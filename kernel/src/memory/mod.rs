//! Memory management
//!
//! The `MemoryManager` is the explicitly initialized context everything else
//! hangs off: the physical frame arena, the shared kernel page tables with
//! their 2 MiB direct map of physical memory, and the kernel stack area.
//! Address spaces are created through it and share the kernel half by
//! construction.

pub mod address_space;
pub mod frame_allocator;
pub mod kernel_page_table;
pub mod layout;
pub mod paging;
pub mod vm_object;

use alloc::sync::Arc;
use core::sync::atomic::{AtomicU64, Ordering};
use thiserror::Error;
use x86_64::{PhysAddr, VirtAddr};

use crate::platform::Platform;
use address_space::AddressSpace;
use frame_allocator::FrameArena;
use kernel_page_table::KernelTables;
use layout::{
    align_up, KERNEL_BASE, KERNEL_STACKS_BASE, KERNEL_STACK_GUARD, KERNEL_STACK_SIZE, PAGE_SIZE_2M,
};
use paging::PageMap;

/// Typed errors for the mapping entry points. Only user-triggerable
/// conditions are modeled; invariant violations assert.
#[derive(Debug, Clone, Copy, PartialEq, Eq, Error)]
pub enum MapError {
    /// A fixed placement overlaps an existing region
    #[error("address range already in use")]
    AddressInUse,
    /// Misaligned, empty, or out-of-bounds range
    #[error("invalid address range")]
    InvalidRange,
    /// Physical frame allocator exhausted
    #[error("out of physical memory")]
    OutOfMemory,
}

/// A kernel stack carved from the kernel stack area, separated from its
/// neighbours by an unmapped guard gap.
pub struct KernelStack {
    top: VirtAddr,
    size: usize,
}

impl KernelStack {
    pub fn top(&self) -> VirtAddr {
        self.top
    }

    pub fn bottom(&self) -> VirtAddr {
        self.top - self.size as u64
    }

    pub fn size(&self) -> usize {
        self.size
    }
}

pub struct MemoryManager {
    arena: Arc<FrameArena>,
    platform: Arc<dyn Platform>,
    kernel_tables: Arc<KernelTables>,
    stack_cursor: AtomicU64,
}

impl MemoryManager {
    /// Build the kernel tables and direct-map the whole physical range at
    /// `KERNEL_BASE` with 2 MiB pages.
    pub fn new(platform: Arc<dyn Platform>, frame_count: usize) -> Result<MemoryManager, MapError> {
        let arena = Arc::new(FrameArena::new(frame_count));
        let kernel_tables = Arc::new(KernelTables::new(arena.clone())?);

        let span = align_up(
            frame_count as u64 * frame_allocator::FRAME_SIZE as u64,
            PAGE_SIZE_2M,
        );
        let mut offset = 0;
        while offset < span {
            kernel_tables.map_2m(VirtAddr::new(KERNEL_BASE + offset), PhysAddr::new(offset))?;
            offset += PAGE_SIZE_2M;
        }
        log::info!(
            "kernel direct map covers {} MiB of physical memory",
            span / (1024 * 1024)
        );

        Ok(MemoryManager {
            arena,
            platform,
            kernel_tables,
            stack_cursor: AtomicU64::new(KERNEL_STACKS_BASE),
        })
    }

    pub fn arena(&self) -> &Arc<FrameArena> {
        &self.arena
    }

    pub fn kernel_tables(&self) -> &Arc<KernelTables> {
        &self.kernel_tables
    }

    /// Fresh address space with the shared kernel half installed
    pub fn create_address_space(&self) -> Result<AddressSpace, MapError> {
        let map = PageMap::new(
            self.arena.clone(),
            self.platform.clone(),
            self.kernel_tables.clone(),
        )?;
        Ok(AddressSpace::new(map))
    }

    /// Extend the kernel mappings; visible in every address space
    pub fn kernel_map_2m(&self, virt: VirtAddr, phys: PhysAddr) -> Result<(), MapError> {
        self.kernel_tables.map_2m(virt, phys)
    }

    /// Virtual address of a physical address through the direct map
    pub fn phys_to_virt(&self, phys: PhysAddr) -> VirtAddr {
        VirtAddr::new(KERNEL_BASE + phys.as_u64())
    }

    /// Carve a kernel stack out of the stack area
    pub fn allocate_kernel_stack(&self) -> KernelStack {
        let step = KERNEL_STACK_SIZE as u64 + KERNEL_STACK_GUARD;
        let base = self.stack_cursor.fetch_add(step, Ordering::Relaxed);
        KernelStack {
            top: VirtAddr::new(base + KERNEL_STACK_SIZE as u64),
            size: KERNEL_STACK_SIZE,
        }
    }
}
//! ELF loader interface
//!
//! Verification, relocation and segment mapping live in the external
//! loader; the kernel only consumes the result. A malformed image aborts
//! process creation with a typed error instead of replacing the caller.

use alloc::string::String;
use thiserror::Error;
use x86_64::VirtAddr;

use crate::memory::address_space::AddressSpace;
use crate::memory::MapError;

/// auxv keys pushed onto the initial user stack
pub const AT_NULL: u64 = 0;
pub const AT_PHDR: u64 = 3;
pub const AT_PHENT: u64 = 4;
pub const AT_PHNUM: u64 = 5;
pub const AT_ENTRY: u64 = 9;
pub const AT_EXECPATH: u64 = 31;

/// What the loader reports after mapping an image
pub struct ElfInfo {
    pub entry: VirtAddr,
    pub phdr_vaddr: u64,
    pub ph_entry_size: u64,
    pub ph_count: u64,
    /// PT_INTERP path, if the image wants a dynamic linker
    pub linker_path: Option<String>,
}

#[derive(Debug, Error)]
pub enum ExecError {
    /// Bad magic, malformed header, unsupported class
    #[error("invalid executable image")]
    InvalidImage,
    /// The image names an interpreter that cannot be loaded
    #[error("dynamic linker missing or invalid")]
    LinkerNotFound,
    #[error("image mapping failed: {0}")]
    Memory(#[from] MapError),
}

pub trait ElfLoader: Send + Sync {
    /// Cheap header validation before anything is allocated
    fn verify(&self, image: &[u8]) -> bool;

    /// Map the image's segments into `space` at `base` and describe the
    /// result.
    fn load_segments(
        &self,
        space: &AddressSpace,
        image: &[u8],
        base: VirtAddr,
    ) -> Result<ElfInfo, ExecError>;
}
———
**Work instruction**
Retype the portion of the data above that starts on the line with "pub fn bottom(&self)" and finishes on the line with "physical range at", including both of those lines.

**Response area**
    pub fn bottom(&self) -> VirtAddr {
        self.top - self.size as u64
    }

    pub fn size(&self) -> usize {
        self.size
    }
}

pub struct MemoryManager {
    arena: Arc<FrameArena>,
    platform: Arc<dyn Platform>,
    kernel_tables: Arc<KernelTables>,
    stack_cursor: AtomicU64,
}

impl MemoryManager {
    /// Build the kernel tables and direct-map the whole physical range at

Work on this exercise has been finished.